PRDP: Proximal Reward Difference Prediction for Large-Scale Reward Finetuning of Diffusion Models
This paper introduces PRDP, a novel method for large-scale reward finetuning of diffusion models. PRDP enables stable black-box reward maximization for diffusion models on large-scale prompt datasets with over 100K prompts. The key innovation is the Reward Difference Prediction (RDP) objective, which has the same optimal solution as the RL objective while enjoying better training stability. Specifically, the RDP objective is a supervised regression objective that tasks the diffusion model with predicting the reward difference of generated image pairs from their denoising trajectories. We theoretically prove that the diffusion model that obtains perfect reward difference prediction is exactly the maximizer of the RL objective. We further develop an online algorithm with proximal updates to stably optimize the RDP objective. In experiments, we demonstrate that PRDP can match the reward maximization ability of well-established RL-based methods in small-scale training. Furthermore, through large-scale training on text prompts from the Human Preference Dataset v2 and the Pick-a-Pic v1 dataset, PRDP achieves superior generation quality on a diverse set of complex, unseen prompts whereas RL-based methods completely fail.
PRDP is based on the idea of converting the RLHF objective into a supervised regression objective. This allows for stable training on large-scale prompt datasets. The method is inspired by the success of DPO in language models, which converts the RLHF objective into a supervised classification objective. For diffusion models, we derive a new supervised regression objective, called Reward Difference Prediction (RDP), that has the same optimal solution as the RLHF objective while enjoying better training stability. Specifically, our RDP objective tasks the diffusion model with predicting the reward difference of generated image pairs from their denoising trajectories. We prove that the diffusion model that obtains perfect reward difference prediction is exactly the maximizer of the RLHF objective. We further propose proximal updates and online optimization to improve training stability and generation quality.
Our contributions are summarized as follows:
• We propose PRDP, a scalable reward finetuning method for diffusion models, with a new reward difference prediction objective and its stable optimization algorithm.
• PRDP achieves stable black-box reward maximization for diffusion models for the first time on large-scale prompt datasets with over 100K prompts.

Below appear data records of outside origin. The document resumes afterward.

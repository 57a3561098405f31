//! Simulation driver step.
//!
//! Owns a set of independent bodies and advances each of them once per tick.
//!
//! Determinism notes:
//! - Bodies are stored in a `BTreeMap`, so iteration is ascending `BodyId`.
//! - No body reads another body's state, so order never changes results.
//! - A force-law failure only affects the failing body.

use std::collections::BTreeMap;

use tracing::{debug, warn};

use crate::{
    body::{Body, BodyError, BodyId},
    config::BodySpec,
    force::DomainError,
    integrator::{Integrator, SemiImplicitEuler},
    snapshot::{BodyState, Snapshot},
};

/// A body plus the label it was spawned under.
#[derive(Debug, Clone, PartialEq)]
pub struct NamedBody {
    pub name: String,
    pub body: Body,
}

/// Outcome of one [`Simulation::step`].
#[derive(Debug, Clone, PartialEq, Default)]
pub struct TickReport {
    /// Tick that was just executed.
    pub tick: u64,
    /// Bodies that advanced.
    pub stepped: usize,
    /// Bodies left untouched because their force law failed.
    pub faults: Vec<(BodyId, DomainError)>,
}

impl TickReport {
    pub fn is_clean(&self) -> bool {
        self.faults.is_empty()
    }
}

/// Set of bodies advanced together by one integrator.
pub struct Simulation {
    bodies: BTreeMap<BodyId, NamedBody>,
    integrator: Box<dyn Integrator>,
    next_id: u64,
    tick: u64,
}

impl Default for Simulation {
    fn default() -> Self {
        Self::new(Box::new(SemiImplicitEuler::default()))
    }
}

impl Simulation {
    pub fn new(integrator: Box<dyn Integrator>) -> Self {
        Self {
            bodies: BTreeMap::new(),
            integrator,
            next_id: 0,
            tick: 0,
        }
    }

    /// Builds a simulation populated from body specs, in order.
    pub fn initialize(
        specs: &[BodySpec],
        integrator: Box<dyn Integrator>,
    ) -> Result<Self, BodyError> {
        let mut sim = Self::new(integrator);
        for spec in specs {
            let (name, body) = spec.build()?;
            sim.spawn(name, body);
        }
        Ok(sim)
    }

    /// Adds a body and returns its id.
    pub fn spawn(&mut self, name: impl Into<String>, body: Body) -> BodyId {
        let id = BodyId(self.next_id);
        self.next_id += 1;
        let name = name.into();
        debug!(%id, name = %name, law = body.law.name(), "Spawned body");
        self.bodies.insert(id, NamedBody { name, body });
        id
    }

    /// Removes a body.
    pub fn despawn(&mut self, id: BodyId) -> Option<NamedBody> {
        let removed = self.bodies.remove(&id);
        if removed.is_some() {
            debug!(%id, "Despawned body");
        }
        removed
    }

    pub fn get(&self, id: BodyId) -> Option<&NamedBody> {
        self.bodies.get(&id)
    }

    /// Iterates bodies in ascending id order.
    pub fn bodies(&self) -> impl Iterator<Item = (BodyId, &NamedBody)> {
        self.bodies.iter().map(|(id, b)| (*id, b))
    }

    pub fn len(&self) -> usize {
        self.bodies.len()
    }

    pub fn is_empty(&self) -> bool {
        self.bodies.is_empty()
    }

    /// Number of ticks executed so far.
    pub fn tick(&self) -> u64 {
        self.tick
    }

    /// Advances every body by one fixed tick of `dt` seconds.
    pub fn step(&mut self, dt: f64) -> TickReport {
        let mut report = TickReport {
            tick: self.tick,
            ..Default::default()
        };

        for (id, entry) in self.bodies.iter_mut() {
            match self.integrator.step(&mut entry.body, dt) {
                Ok(()) => report.stepped += 1,
                Err(e) => {
                    warn!(
                        %id,
                        name = %entry.name,
                        tick = self.tick,
                        error = %e,
                        "Force law failed"
                    );
                    report.faults.push((*id, e));
                }
            }
        }

        self.tick += 1;
        report
    }

    /// Captures the current state of every body.
    pub fn snapshot(&self) -> Snapshot {
        Snapshot {
            tick: self.tick,
            bodies: self
                .bodies
                .iter()
                .map(|(id, entry)| BodyState {
                    id: *id,
                    name: entry.name.clone(),
                    law: entry.body.law.name().to_string(),
                    position: entry.body.position,
                    velocity: entry.body.velocity,
                    force: entry.body.force,
                    acceleration: entry.body.acceleration,
                })
                .collect(),
        }
    }
}
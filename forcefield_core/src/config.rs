//! Configuration system.
//!
//! Loads simulation configuration from JSON strings/files.

use std::path::Path;

use anyhow::{bail, Context};
use serde::{Deserialize, Serialize};

use crate::{
    body::{Body, BodyError},
    force::ForceLaw,
    integrator::{SemiImplicitEuler, VelocityUpdate},
    math::Vec3,
    scenario::Scenario,
    sim::Simulation,
};

/// What the driver does when a body's force law fails during a tick.
#[derive(Debug, Clone, Copy, PartialEq, Eq, Default, Serialize, Deserialize)]
#[serde(rename_all = "snake_case")]
pub enum FaultPolicy {
    /// Log the fault, leave the body as it was, keep running.
    #[default]
    Skip,
    /// Stop the simulation on the first fault.
    Halt,
}

/// One body to create at startup.
///
/// An object with a `scenario` key is a preset; anything else must spell out
/// the full initial state.
#[derive(Debug, Clone, PartialEq, Serialize, Deserialize)]
#[serde(untagged, try_from = "RawBodySpec")]
pub enum BodySpec {
    /// A built-in scenario, optionally renamed.
    Preset {
        scenario: Scenario,
        #[serde(default, skip_serializing_if = "Option::is_none")]
        name: Option<String>,
    },
    /// Fully specified initial state.
    Custom {
        name: String,
        position: Vec3,
        velocity: Vec3,
        mass: f64,
        law: ForceLaw,
    },
}

/// Flat form of [`BodySpec`] as it appears in JSON.
#[derive(Deserialize)]
struct RawBodySpec {
    scenario: Option<Scenario>,
    name: Option<String>,
    position: Option<Vec3>,
    #[serde(default)]
    velocity: Vec3,
    mass: Option<f64>,
    law: Option<ForceLaw>,
}

impl TryFrom<RawBodySpec> for BodySpec {
    type Error = String;

    fn try_from(raw: RawBodySpec) -> Result<Self, Self::Error> {
        if let Some(scenario) = raw.scenario {
            return Ok(BodySpec::Preset {
                scenario,
                name: raw.name,
            });
        }
        let missing = |field: &str| format!("body without `scenario` needs `{}`", field);
        Ok(BodySpec::Custom {
            name: raw.name.ok_or_else(|| missing("name"))?,
            position: raw.position.ok_or_else(|| missing("position"))?,
            velocity: raw.velocity,
            mass: raw.mass.ok_or_else(|| missing("mass"))?,
            law: raw.law.ok_or_else(|| missing("law"))?,
        })
    }
}

impl BodySpec {
    pub fn preset(scenario: Scenario) -> Self {
        BodySpec::Preset {
            scenario,
            name: None,
        }
    }

    /// Builds the body and the name it should be spawned under.
    pub fn build(&self) -> Result<(String, Body), BodyError> {
        match self {
            BodySpec::Preset { scenario, name } => Ok((
                name.clone().unwrap_or_else(|| scenario.name().to_string()),
                scenario.initialize(),
            )),
            BodySpec::Custom {
                name,
                position,
                velocity,
                mass,
                law,
            } => Ok((name.clone(), Body::new(*position, *velocity, *mass, *law)?)),
        }
    }
}

/// Root simulation configuration.
#[derive(Debug, Clone, Serialize, Deserialize)]
pub struct SimConfig {
    /// Fixed simulation tick rate.
    #[serde(default = "default_tick_hz")]
    pub tick_hz: u32,
    /// Stop after this many ticks; run until told to quit if absent.
    #[serde(default)]
    pub max_ticks: Option<u64>,
    #[serde(default)]
    pub velocity_update: VelocityUpdate,
    #[serde(default)]
    pub fault_policy: FaultPolicy,
    /// Emit a snapshot line every N ticks (0 disables).
    #[serde(default)]
    pub snapshot_every: u64,
    #[serde(default = "default_bodies")]
    pub bodies: Vec<BodySpec>,
}

fn default_tick_hz() -> u32 {
    50
}

fn default_bodies() -> Vec<BodySpec> {
    Scenario::ALL.iter().copied().map(BodySpec::preset).collect()
}

impl Default for SimConfig {
    fn default() -> Self {
        Self {
            tick_hz: default_tick_hz(),
            max_ticks: None,
            velocity_update: VelocityUpdate::default(),
            fault_policy: FaultPolicy::default(),
            snapshot_every: 0,
            bodies: default_bodies(),
        }
    }
}

impl SimConfig {
    /// Parses config from JSON.
    pub fn from_json_str(s: &str) -> serde_json::Result<Self> {
        serde_json::from_str(s)
    }

    /// Reads a JSON config file without validating it, so callers can layer
    /// overrides on top first.
    pub fn read(path: &Path) -> anyhow::Result<Self> {
        let text = std::fs::read_to_string(path)
            .with_context(|| format!("read config {}", path.display()))?;
        Self::from_json_str(&text).with_context(|| format!("parse config {}", path.display()))
    }

    /// Reads and validates a JSON config file.
    pub fn load(path: &Path) -> anyhow::Result<Self> {
        let cfg = Self::read(path)?;
        cfg.validate()?;
        Ok(cfg)
    }

    pub fn validate(&self) -> anyhow::Result<()> {
        if self.tick_hz == 0 {
            bail!("tick_hz must be positive");
        }
        for (i, spec) in self.bodies.iter().enumerate() {
            spec.build().with_context(|| format!("body {}", i))?;
        }
        Ok(())
    }

    /// Fixed step length in seconds.
    pub fn dt(&self) -> f64 {
        1.0 / f64::from(self.tick_hz)
    }

    /// Builds the simulation described by this config.
    pub fn build_simulation(&self) -> anyhow::Result<Simulation> {
        let integrator = SemiImplicitEuler::new(self.velocity_update);
        Simulation::initialize(&self.bodies, Box::new(integrator)).context("build simulation")
    }
}
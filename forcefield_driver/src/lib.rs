//! `forcefield_driver`
//!
//! Host-side systems:
//! - Fixed timestep loop calling `Simulation::step`
//! - Fault policy (skip or halt)
//! - Operator console (spawn, despawn, status, dump, pause, resume, quit)
//! - Snapshot capture at a configurable cadence

pub mod runner;

pub use runner::{RunnerState, SimRunner};
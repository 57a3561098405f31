//! Shared helpers for the cross-crate test suites.

use forcefield_core::{
    body::Body,
    integrator::{Integrator, SemiImplicitEuler},
    scenario::Scenario,
};

/// Installs a test-friendly tracing subscriber once per process.
pub fn init_tracing() {
    let _ = tracing_subscriber::fmt()
        .with_env_filter("info")
        .with_test_writer()
        .try_init();
}

/// Steps a body `ticks` times with the default integrator.
pub fn run_ticks(body: &mut Body, ticks: usize, dt: f64) -> anyhow::Result<()> {
    let euler = SemiImplicitEuler::default();
    for _ in 0..ticks {
        euler.step(body, dt)?;
    }
    Ok(())
}

/// Largest distance from the origin reached in the `window` ticks that follow
/// the first `skip` ticks.
pub fn peak_distance(mut body: Body, skip: usize, window: usize, dt: f64) -> anyhow::Result<f64> {
    run_ticks(&mut body, skip, dt)?;
    let euler = SemiImplicitEuler::default();
    let mut peak: f64 = 0.0;
    for _ in 0..window {
        euler.step(&mut body, dt)?;
        peak = peak.max(body.position.len());
    }
    Ok(peak)
}

/// A preset body with its force law swapped out.
pub fn preset_with(scenario: Scenario, law: forcefield_core::force::ForceLaw) -> Body {
    let mut body = scenario.initialize();
    body.law = law;
    body
}
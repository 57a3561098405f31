//! Preset scenarios.
//!
//! Each preset fixes a body's initial position, velocity, mass and force law.

use std::{fmt, str::FromStr};

use serde::{Deserialize, Serialize};

use crate::{body::Body, force::ForceLaw, math::Vec3};

/// Built-in initial conditions.
///
/// Deserializes through [`FromStr`], so config files accept the same names
/// and aliases as the command line and console.
#[derive(Debug, Clone, Copy, PartialEq, Eq, Hash, Serialize, Deserialize)]
#[serde(rename_all = "snake_case", try_from = "String")]
pub enum Scenario {
    /// Free fall from (0, 1000, 0) under a constant downward force.
    Gravity,
    /// Orbit around a fixed focus at the origin.
    Satellite,
    /// Undamped spring anchored at the origin.
    SpringC,
    /// Damped spring anchored at the origin.
    SpringD,
}

impl Scenario {
    pub const ALL: [Scenario; 4] = [
        Scenario::Gravity,
        Scenario::Satellite,
        Scenario::SpringC,
        Scenario::SpringD,
    ];

    pub fn name(self) -> &'static str {
        match self {
            Scenario::Gravity => "gravity",
            Scenario::Satellite => "satellite",
            Scenario::SpringC => "spring_c",
            Scenario::SpringD => "spring_d",
        }
    }

    pub fn law(self) -> ForceLaw {
        match self {
            Scenario::Gravity => ForceLaw::Constant {
                direction: Vec3::new(0.0, -1.0, 0.0),
                magnitude: 1.0,
            },
            Scenario::Satellite => ForceLaw::InverseSquare {
                center: Vec3::ZERO,
                strength: 7.0,
            },
            Scenario::SpringC => ForceLaw::LinearSpring { stiffness: 1.0 },
            Scenario::SpringD => ForceLaw::DampedSpring {
                stiffness: 10.0,
                damping: 1.0,
            },
        }
    }

    /// Builds the body this scenario starts with.
    pub fn initialize(self) -> Body {
        let (position, velocity, mass) = match self {
            Scenario::Gravity => (Vec3::new(0.0, 1000.0, 0.0), Vec3::ZERO, 10.0),
            Scenario::Satellite => (Vec3::new(5.0, 0.0, 5.0), Vec3::new(1.0, 0.0, 0.0), 100.0),
            Scenario::SpringC => (Vec3::new(2.0, 10.0, 0.0), Vec3::ZERO, 10.0),
            Scenario::SpringD => (Vec3::new(4.0, 1000.0, 0.0), Vec3::ZERO, 10.0),
        };
        Body::preset(position, velocity, mass, self.law())
    }
}

impl fmt::Display for Scenario {
    fn fmt(&self, f: &mut fmt::Formatter<'_>) -> fmt::Result {
        f.write_str(self.name())
    }
}

impl FromStr for Scenario {
    type Err = UnknownScenario;

    fn from_str(s: &str) -> Result<Self, Self::Err> {
        match s.trim().to_ascii_lowercase().as_str() {
            "gravity" => Ok(Scenario::Gravity),
            "satellite" => Ok(Scenario::Satellite),
            "spring_c" | "springc" | "undamped_spring" => Ok(Scenario::SpringC),
            "spring_d" | "springd" | "damped_spring" => Ok(Scenario::SpringD),
            _ => Err(UnknownScenario(s.to_string())),
        }
    }
}

impl TryFrom<String> for Scenario {
    type Error = UnknownScenario;

    fn try_from(s: String) -> Result<Self, Self::Error> {
        s.parse()
    }
}

/// Error type for scenario name parsing.
#[derive(Debug, Clone, PartialEq, Eq)]
pub struct UnknownScenario(pub String);

impl fmt::Display for UnknownScenario {
    fn fmt(&self, f: &mut fmt::Formatter<'_>) -> fmt::Result {
        write!(f, "unknown scenario '{}'", self.0)
    }
}

impl std::error::Error for UnknownScenario {}

#[cfg(test)]
mod tests {
    use super::*;

    #[test]
    fn presets_match_initial_conditions() {
        let g = Scenario::Gravity.initialize();
        assert_eq!(g.position, Vec3::new(0.0, 1000.0, 0.0));
        assert_eq!(g.velocity, Vec3::ZERO);
        assert_eq!(g.mass(), 10.0);

        let s = Scenario::Satellite.initialize();
        assert_eq!(s.position, Vec3::new(5.0, 0.0, 5.0));
        assert_eq!(s.velocity, Vec3::new(1.0, 0.0, 0.0));
        assert_eq!(s.mass(), 100.0);

        let c = Scenario::SpringC.initialize();
        assert_eq!(c.position, Vec3::new(2.0, 10.0, 0.0));
        assert_eq!(c.law, ForceLaw::LinearSpring { stiffness: 1.0 });

        let d = Scenario::SpringD.initialize();
        assert_eq!(d.position, Vec3::new(4.0, 1000.0, 0.0));
        assert_eq!(
            d.law,
            ForceLaw::DampedSpring {
                stiffness: 10.0,
                damping: 1.0
            }
        );
    }

    #[test]
    fn parses_names_and_aliases() {
        assert_eq!("Gravity".parse::<Scenario>().unwrap(), Scenario::Gravity);
        assert_eq!("undamped_spring".parse::<Scenario>().unwrap(), Scenario::SpringC);
        assert_eq!("SpringD".parse::<Scenario>().unwrap(), Scenario::SpringD);
        assert!("moon".parse::<Scenario>().is_err());
        for s in Scenario::ALL {
            assert_eq!(s.name().parse::<Scenario>().unwrap(), s);
        }
    }

    #[test]
    fn serde_accepts_aliases() {
        let s: Scenario = serde_json::from_str("\"damped_spring\"").unwrap();
        assert_eq!(s, Scenario::SpringD);
        let s: Scenario = serde_json::from_str("\"Satellite\"").unwrap();
        assert_eq!(s, Scenario::Satellite);
        let s: Scenario = serde_json::from_str("\"springc\"").unwrap();
        assert_eq!(s, Scenario::SpringC);
    }

    #[test]
    fn serde_round_trips_canonical_name() {
        let json = serde_json::to_string(&Scenario::SpringD).unwrap();
        assert_eq!(json, "\"spring_d\"");
        let err = serde_json::from_str::<Scenario>("\"moon\"").unwrap_err();
        assert!(err.to_string().contains("unknown scenario 'moon'"));
    }
}
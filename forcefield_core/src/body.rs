//! Bodies.

use std::fmt;

use serde::{Deserialize, Serialize};

use crate::{force::ForceLaw, math::Vec3};

/// Opaque body id, assigned by [`crate::sim::Simulation`] in spawn order.
#[derive(Debug, Clone, Copy, PartialEq, Eq, PartialOrd, Ord, Hash, Serialize, Deserialize)]
pub struct BodyId(pub u64);

impl fmt::Display for BodyId {
    fn fmt(&self, f: &mut fmt::Formatter<'_>) -> fmt::Result {
        write!(f, "#{}", self.0)
    }
}

/// A point mass driven by a single force law.
#[derive(Debug, Clone, PartialEq)]
pub struct Body {
    pub position: Vec3,
    pub velocity: Vec3,
    mass: f64,
    pub law: ForceLaw,
    /// Force applied during the last successful step.
    pub force: Vec3,
    /// Acceleration applied during the last successful step.
    pub acceleration: Vec3,
}

impl Body {
    /// Creates a body. `mass` must be finite and strictly positive, and the
    /// initial state must be finite.
    pub fn new(
        position: Vec3,
        velocity: Vec3,
        mass: f64,
        law: ForceLaw,
    ) -> Result<Self, BodyError> {
        if !(mass.is_finite() && mass > 0.0) {
            return Err(BodyError::InvalidMass(mass));
        }
        if !(position.is_finite() && velocity.is_finite()) {
            return Err(BodyError::NonFiniteState { position, velocity });
        }
        Ok(Self {
            position,
            velocity,
            mass,
            law,
            force: Vec3::ZERO,
            acceleration: Vec3::ZERO,
        })
    }

    /// Builds a body from compile-time constants whose mass is known valid.
    pub(crate) fn preset(position: Vec3, velocity: Vec3, mass: f64, law: ForceLaw) -> Self {
        debug_assert!(mass.is_finite() && mass > 0.0);
        Self {
            position,
            velocity,
            mass,
            law,
            force: Vec3::ZERO,
            acceleration: Vec3::ZERO,
        }
    }

    pub fn mass(&self) -> f64 {
        self.mass
    }
}

/// Error type for body construction.
#[derive(Debug, Clone, Copy, PartialEq)]
pub enum BodyError {
    InvalidMass(f64),
    NonFiniteState { position: Vec3, velocity: Vec3 },
}

impl fmt::Display for BodyError {
    fn fmt(&self, f: &mut fmt::Formatter<'_>) -> fmt::Result {
        match self {
            BodyError::InvalidMass(m) => write!(f, "mass must be finite and positive, got {}", m),
            BodyError::NonFiniteState { position, velocity } => write!(
                f,
                "initial state must be finite, got position {} velocity {}",
                position, velocity
            ),
        }
    }
}

impl std::error::Error for BodyError {}
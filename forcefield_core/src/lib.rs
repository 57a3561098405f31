//! `forcefield_core`
//!
//! Force laws, bodies and the fixed-tick integrator.
//!
//! Design goals:
//! - Deterministic: stable iteration order, no wall-clock reads.
//! - A body's state is never partially updated by a failing tick.
//! - The host drives time; the core only exposes `initialize` and `step(dt)`.
//! - No `unsafe`.

pub mod body;
pub mod config;
pub mod force;
pub mod integrator;
pub mod math;
pub mod scenario;
pub mod sim;
pub mod snapshot;

pub mod prelude {
    //! Commonly used exports.

    pub use crate::body::*;
    pub use crate::config::*;
    pub use crate::force::*;
    pub use crate::integrator::*;
    pub use crate::math::*;
    pub use crate::scenario::*;
    pub use crate::sim::*;
    pub use crate::snapshot::*;
}
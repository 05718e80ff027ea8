//! Spoken-language detection with optional proficiency annotations.
//!
//! The detector never guesses: only names from the fixed list below are
//! reported, and only when they literally occur in the input.

use once_cell::sync::Lazy;
use regex::Regex;
use serde::Serialize;
use serde_json::Value;
use std::collections::HashSet;

use crate::analysis::normalize::capitalize;

/// Recognized language names. Matching is whole-word and case-insensitive.
static LANGUAGE_RE: Lazy<Regex> = Lazy::new(|| {
    Regex::new(
        r"\b(english|tamil|hindi|telugu|malayalam|kannada|french|german|spanish|marathi|bengali|punjabi|gujarati|urdu|oriya|nepali)\b\s*(\([^)]*\))?",
    )
    .expect("valid language regex")
});

static LIST_SEPARATOR: Lazy<Regex> =
    Lazy::new(|| Regex::new(r"[,;/]| and ").expect("valid separator regex"));

/// A detected language plus an optional proficiency qualifier. The
/// proficiency is the parenthetical that immediately follows the name,
/// uppercased with parentheses and internal whitespace removed.
#[derive(Debug, Clone, PartialEq, Eq, Serialize)]
pub struct ExtractedLanguage {
    pub name: String,
    pub proficiency: Option<String>,
}

impl ExtractedLanguage {
    /// Display form: `"English FLUENT"` or `"English"`.
    pub fn rendered(&self) -> String {
        match &self.proficiency {
            Some(p) => format!("{} {}", self.name, p),
            None => self.name.clone(),
        }
    }
}

/// Scans text for recognized language names. Duplicate renderings are
/// dropped; order of first occurrence is preserved. Empty input yields an
/// empty sequence.
pub fn normalize_languages(text: &str) -> Vec<ExtractedLanguage> {
    if text.trim().is_empty() {
        return Vec::new();
    }
    let lower = text.to_lowercase();
    let mut seen = HashSet::new();
    let mut results = Vec::new();
    for caps in LANGUAGE_RE.captures_iter(&lower) {
        let name = capitalize(&caps[1]);
        let proficiency = caps
            .get(2)
            .map(|m| {
                m.as_str()
                    .trim_start_matches('(')
                    .trim_end_matches(')')
                    .to_uppercase()
                    .split_whitespace()
                    .collect::<String>()
            })
            .filter(|p| !p.is_empty());
        let lang = ExtractedLanguage { name, proficiency };
        if seen.insert(lang.rendered()) {
            results.push(lang);
        }
    }
    results
}

/// Sequence input: items are joined with single spaces before matching.
pub fn normalize_language_list<S: AsRef<str>>(items: &[S]) -> Vec<ExtractedLanguage> {
    let joined = items
        .iter()
        .map(|s| s.as_ref().trim())
        .filter(|s| !s.is_empty())
        .collect::<Vec<_>>()
        .join(" ");
    normalize_languages(&joined)
}

/// Loose-input entry point for model output: accepts a string (split on
/// `,`/`;`/`/` and the word "and"), an array (items coerced to strings), or
/// anything else (best-effort string conversion). Never fails.
pub fn languages_from_value(value: &Value) -> Vec<ExtractedLanguage> {
    match value {
        Value::Null => Vec::new(),
        Value::String(s) => {
            let parts: Vec<&str> = LIST_SEPARATOR.split(s).collect();
            normalize_language_list(&parts)
        }
        Value::Array(items) => {
            let parts: Vec<String> = items
                .iter()
                .map(|v| match v {
                    Value::String(s) => s.clone(),
                    other => other.to_string(),
                })
                .collect();
            normalize_language_list(&parts)
        }
        other => normalize_languages(&other.to_string()),
    }
}

#[cfg(test)]
mod tests {
    use super::*;
    use serde_json::json;

    fn rendered(langs: &[ExtractedLanguage]) -> Vec<String> {
        langs.iter().map(|l| l.rendered()).collect()
    }

    #[test]
    fn test_duplicate_rendering_collapsed() {
        let langs = normalize_languages("English (Fluent), English (Fluent)");
        assert_eq!(rendered(&langs), vec!["English FLUENT"]);
    }

    #[test]
    fn test_empty_inputs_yield_empty() {
        assert!(normalize_languages("").is_empty());
        assert!(normalize_languages("   ").is_empty());
        assert!(normalize_language_list::<&str>(&[]).is_empty());
        assert!(languages_from_value(&Value::Null).is_empty());
    }

    #[test]
    fn test_proficiency_uppercased_and_stripped() {
        let langs = normalize_languages("Hindi (Native  Speaker)");
        assert_eq!(rendered(&langs), vec!["Hindi NATIVESPEAKER"]);
    }

    #[test]
    fn test_first_distinct_rendering_wins() {
        // Same language with differing annotations keeps both renderings,
        // but the exact repeat is dropped.
        let langs = normalize_languages("Tamil (Fluent), Tamil, Tamil (Fluent)");
        assert_eq!(rendered(&langs), vec!["Tamil FLUENT", "Tamil"]);
    }

    #[test]
    fn test_whole_word_matching() {
        // "germane" must not match "german"
        assert!(normalize_languages("a germane point").is_empty());
        assert_eq!(
            rendered(&normalize_languages("Fluent in German.")),
            vec!["German"]
        );
    }

    #[test]
    fn test_sequence_input_joined() {
        let langs = normalize_language_list(&["English (Fluent)", "", "Tamil"]);
        assert_eq!(rendered(&langs), vec!["English FLUENT", "Tamil"]);
    }

    #[test]
    fn test_loose_value_inputs() {
        let from_string = languages_from_value(&json!("English and Hindi; Tamil"));
        assert_eq!(rendered(&from_string), vec!["English", "Hindi", "Tamil"]);

        let from_array = languages_from_value(&json!(["English (Fluent)", 42, null]));
        assert_eq!(rendered(&from_array), vec!["English FLUENT"]);
    }

    #[test]
    fn test_unknown_language_never_guessed() {
        assert!(normalize_languages("Fluent in Klingon and Esperanto").is_empty());
    }

    #[test]
    fn test_empty_parenthetical_ignored() {
        let langs = normalize_languages("English ()");
        assert_eq!(rendered(&langs), vec!["English"]);
    }
}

• PRDP exhibits superior generation quality and generalization to unseen prompts through large-scale training.PRDP: Proximal Reward Difference Prediction for Large-Scale Reward Finetuning of Diffusion Models
This paper introduces PRDP, a novel method for large-scale reward finetuning of diffusion models. PRDP enables stable black-box reward maximization for diffusion models on large-scale prompt datasets with over 100K prompts. The key innovation is the Reward Difference Prediction (RDP) objective, which has the same optimal solution as the RL objective while enjoying better training stability. Specifically, the RDP objective is a supervised regression objective that tasks the diffusion model with predicting the reward difference of generated image pairs from their denoising trajectories. We theoretically prove that the diffusion model that obtains perfect reward difference prediction is exactly the maximizer of the RL objective. We further develop an online algorithm with proximal updates to stably optimize the RDP objective. In experiments, we demonstrate that PRDP can match the reward maximization ability of well-established RL-based methods in small-scale training. Furthermore, through large-scale training on text prompts from the Human Preference Dataset v2 and the Pick-a-Pic v1 dataset, PRDP achieves superior generation quality on a diverse set of complex, unseen prompts whereas RL-based methods completely fail.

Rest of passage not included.